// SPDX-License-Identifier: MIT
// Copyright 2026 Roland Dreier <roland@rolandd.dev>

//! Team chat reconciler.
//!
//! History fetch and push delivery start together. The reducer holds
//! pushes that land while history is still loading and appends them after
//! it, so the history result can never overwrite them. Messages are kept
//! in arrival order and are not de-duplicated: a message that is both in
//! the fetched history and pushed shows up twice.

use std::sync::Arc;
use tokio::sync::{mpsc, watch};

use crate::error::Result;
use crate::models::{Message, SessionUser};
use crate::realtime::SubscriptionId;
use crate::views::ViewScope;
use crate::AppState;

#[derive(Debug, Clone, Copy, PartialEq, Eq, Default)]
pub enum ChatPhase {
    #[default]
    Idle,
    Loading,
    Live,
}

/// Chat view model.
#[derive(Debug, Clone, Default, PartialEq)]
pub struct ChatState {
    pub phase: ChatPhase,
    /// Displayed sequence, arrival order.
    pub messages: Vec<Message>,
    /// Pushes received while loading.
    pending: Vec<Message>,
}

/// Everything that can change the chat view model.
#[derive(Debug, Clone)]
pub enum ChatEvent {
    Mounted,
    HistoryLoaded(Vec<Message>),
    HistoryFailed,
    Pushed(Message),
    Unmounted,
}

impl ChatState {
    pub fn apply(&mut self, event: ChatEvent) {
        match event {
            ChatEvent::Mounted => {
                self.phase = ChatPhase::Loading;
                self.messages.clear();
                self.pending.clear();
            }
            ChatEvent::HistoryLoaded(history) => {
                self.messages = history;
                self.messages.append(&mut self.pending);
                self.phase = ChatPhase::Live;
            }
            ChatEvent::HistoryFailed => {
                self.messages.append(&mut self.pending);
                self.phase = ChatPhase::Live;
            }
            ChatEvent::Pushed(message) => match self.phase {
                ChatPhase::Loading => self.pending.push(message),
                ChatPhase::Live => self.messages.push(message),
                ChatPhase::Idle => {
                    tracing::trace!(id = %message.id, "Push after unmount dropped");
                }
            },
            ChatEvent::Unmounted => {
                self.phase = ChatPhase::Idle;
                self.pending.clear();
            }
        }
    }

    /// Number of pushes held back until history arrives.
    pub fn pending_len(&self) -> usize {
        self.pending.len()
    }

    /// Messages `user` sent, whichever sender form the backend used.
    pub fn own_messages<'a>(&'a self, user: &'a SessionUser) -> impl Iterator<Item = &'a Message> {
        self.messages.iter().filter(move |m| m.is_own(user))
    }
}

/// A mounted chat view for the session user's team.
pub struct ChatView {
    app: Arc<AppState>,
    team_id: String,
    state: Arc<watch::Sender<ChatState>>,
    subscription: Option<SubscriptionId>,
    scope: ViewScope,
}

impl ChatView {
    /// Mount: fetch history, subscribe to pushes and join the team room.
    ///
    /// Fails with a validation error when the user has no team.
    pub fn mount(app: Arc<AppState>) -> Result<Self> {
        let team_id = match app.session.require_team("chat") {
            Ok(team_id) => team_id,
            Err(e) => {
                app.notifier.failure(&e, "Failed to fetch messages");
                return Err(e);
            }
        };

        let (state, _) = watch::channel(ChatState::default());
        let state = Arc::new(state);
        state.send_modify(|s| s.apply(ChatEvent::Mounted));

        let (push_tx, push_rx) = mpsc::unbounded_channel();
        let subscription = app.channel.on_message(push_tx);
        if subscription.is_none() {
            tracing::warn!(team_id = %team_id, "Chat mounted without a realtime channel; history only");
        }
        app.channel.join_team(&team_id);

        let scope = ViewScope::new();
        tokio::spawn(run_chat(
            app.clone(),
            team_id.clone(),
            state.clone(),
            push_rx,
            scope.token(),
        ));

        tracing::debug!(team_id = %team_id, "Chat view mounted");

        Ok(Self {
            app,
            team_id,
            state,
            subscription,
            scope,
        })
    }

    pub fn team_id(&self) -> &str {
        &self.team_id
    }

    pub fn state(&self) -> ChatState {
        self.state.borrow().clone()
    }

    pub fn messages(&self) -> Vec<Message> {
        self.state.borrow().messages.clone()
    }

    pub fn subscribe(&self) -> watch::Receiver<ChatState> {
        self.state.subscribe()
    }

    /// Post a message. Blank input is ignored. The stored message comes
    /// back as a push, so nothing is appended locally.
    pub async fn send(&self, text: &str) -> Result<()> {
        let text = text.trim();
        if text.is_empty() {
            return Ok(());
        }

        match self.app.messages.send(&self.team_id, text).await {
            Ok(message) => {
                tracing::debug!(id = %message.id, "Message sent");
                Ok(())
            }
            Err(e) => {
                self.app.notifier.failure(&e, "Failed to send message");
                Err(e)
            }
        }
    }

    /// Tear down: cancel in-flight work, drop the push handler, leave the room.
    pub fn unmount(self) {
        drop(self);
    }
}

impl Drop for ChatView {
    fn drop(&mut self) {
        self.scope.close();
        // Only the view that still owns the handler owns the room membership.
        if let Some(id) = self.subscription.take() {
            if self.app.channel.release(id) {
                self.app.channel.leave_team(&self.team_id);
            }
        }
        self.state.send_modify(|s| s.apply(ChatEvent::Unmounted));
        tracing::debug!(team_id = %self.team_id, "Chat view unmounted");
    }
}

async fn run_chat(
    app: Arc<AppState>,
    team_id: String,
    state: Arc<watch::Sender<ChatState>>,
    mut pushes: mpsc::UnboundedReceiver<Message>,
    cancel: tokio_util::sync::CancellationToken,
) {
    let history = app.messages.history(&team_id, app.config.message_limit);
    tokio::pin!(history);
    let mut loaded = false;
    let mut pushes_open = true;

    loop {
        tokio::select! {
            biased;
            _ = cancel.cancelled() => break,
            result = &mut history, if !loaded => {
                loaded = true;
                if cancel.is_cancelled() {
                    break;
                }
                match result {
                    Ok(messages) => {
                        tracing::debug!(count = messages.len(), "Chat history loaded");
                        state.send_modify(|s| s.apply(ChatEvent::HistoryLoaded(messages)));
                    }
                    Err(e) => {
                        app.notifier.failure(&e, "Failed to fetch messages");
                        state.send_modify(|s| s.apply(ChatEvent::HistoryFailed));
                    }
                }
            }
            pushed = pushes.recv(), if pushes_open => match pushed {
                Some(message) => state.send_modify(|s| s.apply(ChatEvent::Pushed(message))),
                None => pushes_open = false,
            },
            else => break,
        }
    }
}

◆ PROBLEM DETAILS
Above are records; say how many of their lines contain the word "text", giving only the number.

◆ SOLUTION TO THIS PROBLEM
4